EXERCISE AIM
Pull out of the data below the stretch of lines bounded by the one containing "#[derive(Debug, Clone, PartialEq, Eq, Serialize)]" and the one containing "#[instrument(skip(config, launcher))]", both bounds included, unchanged.

SUPPLIED MATERIAL
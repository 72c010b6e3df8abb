//! Run orchestration
//!
//! ```text
//! resolve files ──▶ dry run? ──yes──▶ report
//!                      │
//!                      no
//!                      ▼
//!               launch browser ──▶ for each file: open ▶ prepare ▶ capture ▶ close
//!                      │
//!                      ▼
//!               close browser (always) ──▶ report
//! ```
//!
//! Files are processed strictly one at a time in discovery order. The first
//! failing file aborts the run; outputs already written are kept and the
//! browser is closed before the error is returned.

use crate::browser::capture::capture_slide;
use crate::browser::cookies::{load_cookies, CookieRecord};
use crate::browser::driver::{BrowserSession, Launcher, NetworkIdle, SlidePage, Viewport};
use crate::browser::navigation::{resolve_target_url, settle_lazy_content, wait_for_assets};
use crate::config::SlideshotConfig;
use crate::discovery::discover_in;
use crate::error::Result;
use serde::Serialize;
use std::path::{Path, PathBuf};
use tracing::{debug, info, instrument, warn};

/// Outcome of one run
#[derive(Debug, Clone, PartialEq, Eq, Serialize)]
pub struct RunReport {
    /// Files selected for processing, in processing order
    pub files: Vec<String>,
    /// Whether this was a dry run
    pub dry_run: bool,
    /// Images written, in processing order
    pub outputs: Vec<PathBuf>,
}

impl RunReport {
    fn planned(files: Vec<String>, dry_run: bool) -> Self {
        Self {
            files,
            dry_run,
            outputs: Vec::new(),
        }
    }
}

/// Explicit files when given, otherwise discovery in `cwd`
pub fn resolve_files(config: &SlideshotConfig, cwd: &Path) -> Result<Vec<String>> {
    if !config.files.is_empty() {
        return Ok(config.files.clone());
    }
    discover_in(cwd, &config.pattern)
}

/// Run against the process working directory
pub async fn run<L: Launcher>(config: &SlideshotConfig, launcher: &L) -> Result<RunReport> {
    let cwd = std::env::current_dir()?;
    run_in(config, &cwd, launcher).await
}

/// Run with `cwd` as the directory for discovery, relative paths and outputs
#[instrument(skip(config, launcher))]
pub async fn run_in<L: Launcher>(
    config: &SlideshotConfig,
    cwd: &Path,
    launcher: &L,
) -> Result<RunReport> {
    let files = resolve_files(config, cwd)?;

    if files.is_empty() {
        warn!(
            "No HTML files found for pattern '{}'; check --pattern or add *.html files to {}",
            config.pattern,
            cwd.display()
        );
        return Ok(RunReport::planned(files, config.dry_run));
    }

    if config.dry_run {
        debug!("Dry run, {} file(s) planned", files.len());
        return Ok(RunReport::planned(files, true));
    }

    let cookies = read_cookies(&cwd.join(&config.cookies_path));
    let out_dir = cwd.join(&config.out_dir);

    let mut session = launcher.launch(config).await?;
    let outcome = capture_all(&session, config, cwd, &out_dir, &files, &cookies).await;
    let closed = session.close().await;

    let outputs = match outcome {
        Ok(outputs) => outputs,
        Err(e) => {
            if let Err(close_err) = closed {
                warn!("Failed to close browser after error: {}", close_err);
            }
            return Err(e);
        }
    };
    closed?;

    info!("All {} slide(s) captured", outputs.len());
    Ok(RunReport {
        files,
        dry_run: false,
        outputs,
    })
}

fn read_cookies(path: &Path) -> Vec<CookieRecord> {
    match load_cookies(path) {
        Ok(cookies) => cookies.unwrap_or_default(),
        Err(e) => {
            warn!("Ignoring cookie file: {}", e);
            Vec::new()
        }
    }
}

async fn capture_all<S: BrowserSession>(
    session: &S,
    config: &SlideshotConfig,
    cwd: &Path,
    out_dir: &Path,
    files: &[String],
    cookies: &[CookieRecord],
) -> Result<Vec<PathBuf>> {
    let mut outputs = Vec::with_capacity(files.len());

    for file in files {
        let page = session.new_page().await?;
        match capture_file(&page, file, config, cwd, out_dir, cookies).await {
            Ok(path) => {
                page.close().await?;
                outputs.push(path);
            }
            Err(e) => {
                if let Err(close_err) = page.close().await {
                    debug!("Failed to close page for {}: {}", file, close_err);
                }
                return Err(e);
            }
        }
    }

    Ok(outputs)
}

/// Prepare one page, load the slide and capture it
#[instrument(skip(page, config, cwd, out_dir, cookies))]
pub async fn capture_file<P: SlidePage + ?Sized>(
    page: &P,
    file: &str,
    config: &SlideshotConfig,
    cwd: &Path,
    out_dir: &Path,
    cookies: &[CookieRecord],
) -> Result<PathBuf> {
    page.emulate_viewport(Viewport::with_scale(config.scale)).await?;

    if let Some(referer) = &config.referer {
        page.set_referer(referer).await?;
    }

    if !cookies.is_empty() {
        match page.set_cookies(cookies).await {
            Ok(()) => info!("Injected {} cookie(s)", cookies.len()),
            Err(e) => warn!("Failed to inject cookies (ignored): {}", e),
        }
    }

    let url = resolve_target_url(&config.base, file, cwd);
    info!("Opening {}", url);
    page.navigate(&url, NetworkIdle::default()).await?;

    settle_lazy_content(page).await?;
    wait_for_assets(page, config.asset_timeout).await?;

    capture_slide(page, file, out_dir, config).await
}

WRITTEN RESPONSE
#[derive(Debug, Clone, PartialEq, Eq, Serialize)]
pub struct RunReport {
    /// Files selected for processing, in processing order
    pub files: Vec<String>,
    /// Whether this was a dry run
    pub dry_run: bool,
    /// Images written, in processing order
    pub outputs: Vec<PathBuf>,
}

impl RunReport {
    fn planned(files: Vec<String>, dry_run: bool) -> Self {
        Self {
            files,
            dry_run,
            outputs: Vec::new(),
        }
    }
}

/// Explicit files when given, otherwise discovery in `cwd`
pub fn resolve_files(config: &SlideshotConfig, cwd: &Path) -> Result<Vec<String>> {
    if !config.files.is_empty() {
        return Ok(config.files.clone());
    }
    discover_in(cwd, &config.pattern)
}

/// Run against the process working directory
pub async fn run<L: Launcher>(config: &SlideshotConfig, launcher: &L) -> Result<RunReport> {
    let cwd = std::env::current_dir()?;
    run_in(config, &cwd, launcher).await
}

/// Run with `cwd` as the directory for discovery, relative paths and outputs
#[instrument(skip(config, launcher))]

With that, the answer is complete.